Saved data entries
════

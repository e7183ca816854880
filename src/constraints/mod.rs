//! The hard rules. Each function adds the rows for one rule family and
//! skips any (worker, day, shift) combination without a variable.

mod compensation;
mod free_days;
mod pinning;
mod quotas;
mod refinement;
mod weekends;
mod weekly;

pub use compensation::{compensation_matching, special_day_work_priority, weekly_compensation_cap};
pub use free_days::{consecutive_free_day_pairs, no_three_free_days_in_a_row};
pub use pinning::{absence_days, closed_holidays, legal_day_class_shifts};
pub use quotas::{
    compensation_free_days, complementary_shifts, quality_free_days, special_day_free_days,
    special_day_work, total_free_days,
};
pub use refinement::{
    ThreeDayCandidate, lock_in, refinement, three_day_candidates, three_day_quality_weekends,
};
pub use weekends::{
    quality_free_only_on_weekends, quality_free_spacing, two_day_quality_weekends,
    weekend_adjacency,
};
pub use weekly::{
    max_continuous_special_working_days, max_continuous_working_days, one_free_day_per_week,
    partial_week_free_days, weekly_shift_lock, weekly_working_days,
};

use good_lp::Expression;

use crate::context::{ScheduleContext, WorkerContext};
use crate::data::ShiftType;
use crate::model::ModelBuilder;
use crate::profile::QuotaComparison;

/// Shifts that count as a worked day for a worker's weekly cap and
/// special-day obligations: M and T, plus TC for contract type 6.
pub(crate) fn worked_shifts(worker: &WorkerContext) -> Vec<ShiftType> {
    let mut shifts = vec![ShiftType::Morning, ShiftType::Afternoon];
    if worker.contract.value() == 6 {
        shifts.push(ShiftType::Complementary);
    }
    shifts
}

/// Whether a worker's 3-day weekends are held back until the refinement stage.
pub(crate) fn defers_three_day_weekends(ctx: &ScheduleContext, worker: &WorkerContext) -> bool {
    ctx.params.defer_three_day_weekends
        && worker.contract.works_special_days()
        && worker.quotas.three_day_weekends > 0
}

/// `sum (==|>=) target`, where `terms` is the number of variables in `sum`.
///
/// An empty sum cannot reach a positive target, which makes the model
/// infeasible rather than silently dropping the quota.
pub(crate) fn quota_row(
    m: &mut ModelBuilder,
    sum: Expression,
    terms: usize,
    comparison: QuotaComparison,
    target: u32,
    what: &str,
) {
    if terms == 0 {
        if target > 0 {
            m.contradiction(&format!("{what}: {target} required but no day can hold it"));
        }
        return;
    }
    match comparison {
        QuotaComparison::Exact => m.eq(sum, f64::from(target)),
        QuotaComparison::AtLeast => {
            if target > 0 {
                m.ge(sum, f64::from(target))
            }
        }
    }
}

#[cfg(test)]
pub(crate) mod test_support {
    use good_lp::{Solution, SolverModel, default_solver};

    use crate::context::ScheduleContext;
    use crate::data::{SchedulingInput, ShiftType};
    use crate::model::ModelBuilder;
    use crate::variables::ShiftVars;

    /// Solved values of every shift variable, by (worker index, day).
    pub(crate) struct Solved {
        pub shifts: Vec<Vec<Option<ShiftType>>>,
    }

    impl Solved {
        pub(crate) fn shift(&self, w: usize, day: u32) -> Option<ShiftType> {
            self.shifts[w][day as usize - 1]
        }

        pub(crate) fn count(&self, w: usize, shift: ShiftType) -> usize {
            self.shifts[w].iter().filter(|s| **s == Some(shift)).count()
        }
    }

    /// Builds the variables, lets `add` register rules, then solves.
    pub(crate) fn solve_with(
        input: &SchedulingInput,
        add: impl FnOnce(&mut ModelBuilder, &ShiftVars, &ScheduleContext),
    ) -> Option<Solved> {
        let ctx = ScheduleContext::new(input).unwrap();
        let mut m = ModelBuilder::new();
        let vars = ShiftVars::build(&mut m, &ctx).unwrap();
        add(&mut m, &vars, &ctx);
        let problem = m.take_variables();
        let mut model = problem
            .minimise(m.objective().clone())
            .using(default_solver)
            .set_option("log_to_console", "false");
        for row in m.rows() {
            model.add_constraint(row.to_constraint());
        }
        let solution = model.solve().ok()?;
        let shifts = (0..ctx.workers.len())
            .map(|w| {
                (1..=ctx.num_days())
                    .map(|day| {
                        ShiftType::ALL.into_iter().find(|s| {
                            vars.get(w, day, *s)
                                .is_some_and(|v| solution.value(v) > 0.5)
                        })
                    })
                    .collect()
            })
            .collect();
        Some(Solved { shifts })
    }
}
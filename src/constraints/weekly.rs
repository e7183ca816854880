//! Caps and minimums that look at runs of days: weeks and sliding windows.

use itertools::Itertools;
use log::warn;

use super::worked_shifts;
use crate::context::ScheduleContext;
use crate::data::{Day, ShiftType};
use crate::model::ModelBuilder;
use crate::variables::ShiftVars;

use crate::data::ShiftType::*;

/// Worked shifts per week never exceed the worker's weekly cap.
pub fn weekly_working_days(m: &mut ModelBuilder, vars: &ShiftVars, ctx: &ScheduleContext) {
    for (w, worker) in ctx.workers.iter().enumerate() {
        let shifts = worked_shifts(worker);
        for days in ctx.weeks.values() {
            if days.len() as u32 <= worker.weekly_cap {
                continue;
            }
            m.le(
                vars.sum_over(w, days, &shifts),
                f64::from(worker.weekly_cap),
            );
        }
    }
}

/// Every window of `max + 1` consecutive days holds at most `max` worked shifts.
pub fn max_continuous_working_days(m: &mut ModelBuilder, vars: &ShiftVars, ctx: &ScheduleContext) {
    let max = ctx.params.max_continuous_working_days;
    let days: Vec<Day> = (1..=ctx.num_days()).collect();
    for w in 0..ctx.workers.len() {
        for window in days.windows(max as usize + 1) {
            m.le(
                vars.sum_over(w, window, &ctx.params.working_shifts),
                f64::from(max),
            );
        }
    }
}

/// Contract types 4 to 6 work at most 3 of any 4 consecutive special days.
pub fn max_continuous_special_working_days(
    m: &mut ModelBuilder,
    vars: &ShiftVars,
    ctx: &ScheduleContext,
) {
    let special: Vec<Day> = ctx.special_days().collect();
    for (w, worker) in ctx.workers.iter().enumerate() {
        if !worker.contract.works_special_days() {
            continue;
        }
        for window in special.windows(4) {
            let terms = vars.count_over(w, window, &ctx.params.working_shifts);
            if terms > 3 {
                m.le(vars.sum_over(w, window, &ctx.params.working_shifts), 3.0);
            }
        }
    }
}

/// Weeks flagged morning-only or afternoon-only close the other shift.
pub fn weekly_shift_lock(m: &mut ModelBuilder, vars: &ShiftVars, ctx: &ScheduleContext) {
    if !ctx.params.weekly_shift_lock {
        return;
    }
    for (w, worker) in ctx.workers.iter().enumerate() {
        for (&week, days) in &ctx.weeks {
            let availability = worker.availability(week);
            if !availability.morning && !availability.afternoon {
                warn!(
                    "Worker {} has neither mornings nor afternoons in week {week}",
                    worker.id
                );
            }
            for (allowed, shift) in [
                (availability.morning, Morning),
                (availability.afternoon, Afternoon),
            ] {
                if !allowed && vars.count_over(w, days, &[shift]) > 0 {
                    m.le(vars.sum_over(w, days, &[shift]), 0.0);
                }
            }
        }
    }
}

/// Contract types 4 to 6 rest at least once in every full interior week.
pub fn one_free_day_per_week(m: &mut ModelBuilder, vars: &ShiftVars, ctx: &ScheduleContext) {
    const REST: [ShiftType; 6] = [
        ClosedHoliday,
        Free,
        QualityFree,
        CompensationFree,
        Absence,
        Vacation,
    ];
    let (Some(first), Some(last)) = (ctx.first_week(), ctx.last_week()) else {
        return;
    };
    for (w, worker) in ctx.workers.iter().enumerate() {
        if !worker.contract.works_special_days() {
            continue;
        }
        for (&week, days) in &ctx.weeks {
            if week == first || week == last {
                continue;
            }
            let active = days
                .iter()
                .copied()
                .filter(|d| worker.is_working(*d) || ctx.is_closed(*d))
                .collect_vec();
            if vars.count_over(w, &active, &REST) > 0 {
                m.ge(vars.sum_over(w, &active, &REST), 1.0);
            }
        }
    }
}

/// A partial first or last week keeps its share of two rest days per week.
pub fn partial_week_free_days(m: &mut ModelBuilder, vars: &ShiftVars, ctx: &ScheduleContext) {
    const REST: [ShiftType; 3] = [Free, QualityFree, ClosedHoliday];
    let partial_weeks = [ctx.first_week(), ctx.last_week()]
        .into_iter()
        .flatten()
        .unique()
        .filter(|week| ctx.week_days(*week).len() < 7)
        .collect_vec();

    for week in partial_weeks {
        let days = ctx.week_days(week);
        let required = (days.len() as f64 / 7.0 * 2.0).round() as u32;
        if required == 0 {
            continue;
        }
        for (w, worker) in ctx.workers.iter().enumerate() {
            let eligible = days
                .iter()
                .copied()
                .filter(|d| worker.is_working(*d) || ctx.is_closed(*d))
                .collect_vec();
            let bound = required.min(eligible.len() as u32);
            if bound > 0 {
                m.ge(vars.sum_over(w, &eligible, &REST), f64::from(bound));
            }
        }
    }
}

#[cfg(test)]
mod tests {
    use super::*;
    use crate::constraints::pinning::{absence_days, legal_day_class_shifts};
    use crate::constraints::test_support::solve_with;
    use crate::context::tests::{input, worker};
    use crate::data::WeekAvailability;
    use chrono::NaiveDate;

    #[test]
    fn weekly_cap_forces_rest_days() {
        let inp = input(7, vec![worker(1, 4)]);
        let solved = solve_with(&inp, |m, vars, ctx| {
            legal_day_class_shifts(m, vars, ctx);
            weekly_working_days(m, vars, ctx);
            // prefer work so the cap is what stops it
            for day in 1..=7 {
                if let Some(v) = vars.get(0, day, Morning) {
                    m.add_objective_term(-1.0, v.into());
                }
            }
        })
        .unwrap();
        assert_eq!(solved.count(0, Morning), 4);
    }

    #[test]
    fn continuity_bound_holds_over_windows() {
        let mut inp = input(14, vec![worker(1, 6)]);
        inp.profile.name = "compact".to_string();
        let solved = solve_with(&inp, |m, vars, ctx| {
            legal_day_class_shifts(m, vars, ctx);
            max_continuous_working_days(m, vars, ctx);
            for day in 1..=14 {
                if let Some(v) = vars.get(0, day, Afternoon) {
                    m.add_objective_term(-1.0, v.into());
                }
            }
        })
        .unwrap();
        let worked: Vec<bool> = (1..=14)
            .map(|d| solved.shift(0, d) == Some(Afternoon))
            .collect();
        for window in worked.windows(6) {
            assert!(window.iter().filter(|w| **w).count() <= 5);
        }
    }

    #[test]
    fn locked_week_only_allows_the_open_shift() {
        let mut inp = input(7, vec![worker(1, 6)]);
        inp.workers[0].week_availability.insert(
            1,
            WeekAvailability {
                morning: false,
                afternoon: true,
            },
        );
        let solved = solve_with(&inp, |m, vars, ctx| {
            legal_day_class_shifts(m, vars, ctx);
            weekly_shift_lock(m, vars, ctx);
            for day in 1..=7 {
                if let Some(v) = vars.get(0, day, Morning) {
                    m.add_objective_term(-1.0, v.into());
                }
            }
        })
        .unwrap();
        assert_eq!(solved.count(0, Morning), 0);
    }

    #[test]
    fn partial_first_week_gets_its_share_of_rest() {
        let mut inp = input(12, vec![worker(1, 6)]);
        inp.profile.name = "compact".to_string();
        // Wednesday start: first week has 5 days, last week 7
        inp.calendar.start_date = NaiveDate::from_ymd_opt(2025, 1, 8).unwrap();
        let solved = solve_with(&inp, |m, vars, ctx| {
            legal_day_class_shifts(m, vars, ctx);
            absence_days(m, vars, ctx);
            partial_week_free_days(m, vars, ctx);
            for day in 1..=12 {
                if let Some(v) = vars.get(0, day, Morning) {
                    m.add_objective_term(-1.0, v.into());
                }
            }
        })
        .unwrap();
        let rest = (1..=5)
            .filter(|d| matches!(solved.shift(0, *d), Some(Free | QualityFree)))
            .count();
        assert_eq!(rest, 1);
    }
}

════

WORK REQUIRED:
Where a line of the records above holds the word "usize", copy that line.

SOLVED EXERCISE:
    terms: usize,
        pub(crate) fn shift(&self, w: usize, day: u32) -> Option<ShiftType> {
            self.shifts[w][day as usize - 1]
        pub(crate) fn count(&self, w: usize, shift: ShiftType) -> usize {
        for window in days.windows(max as usize + 1) {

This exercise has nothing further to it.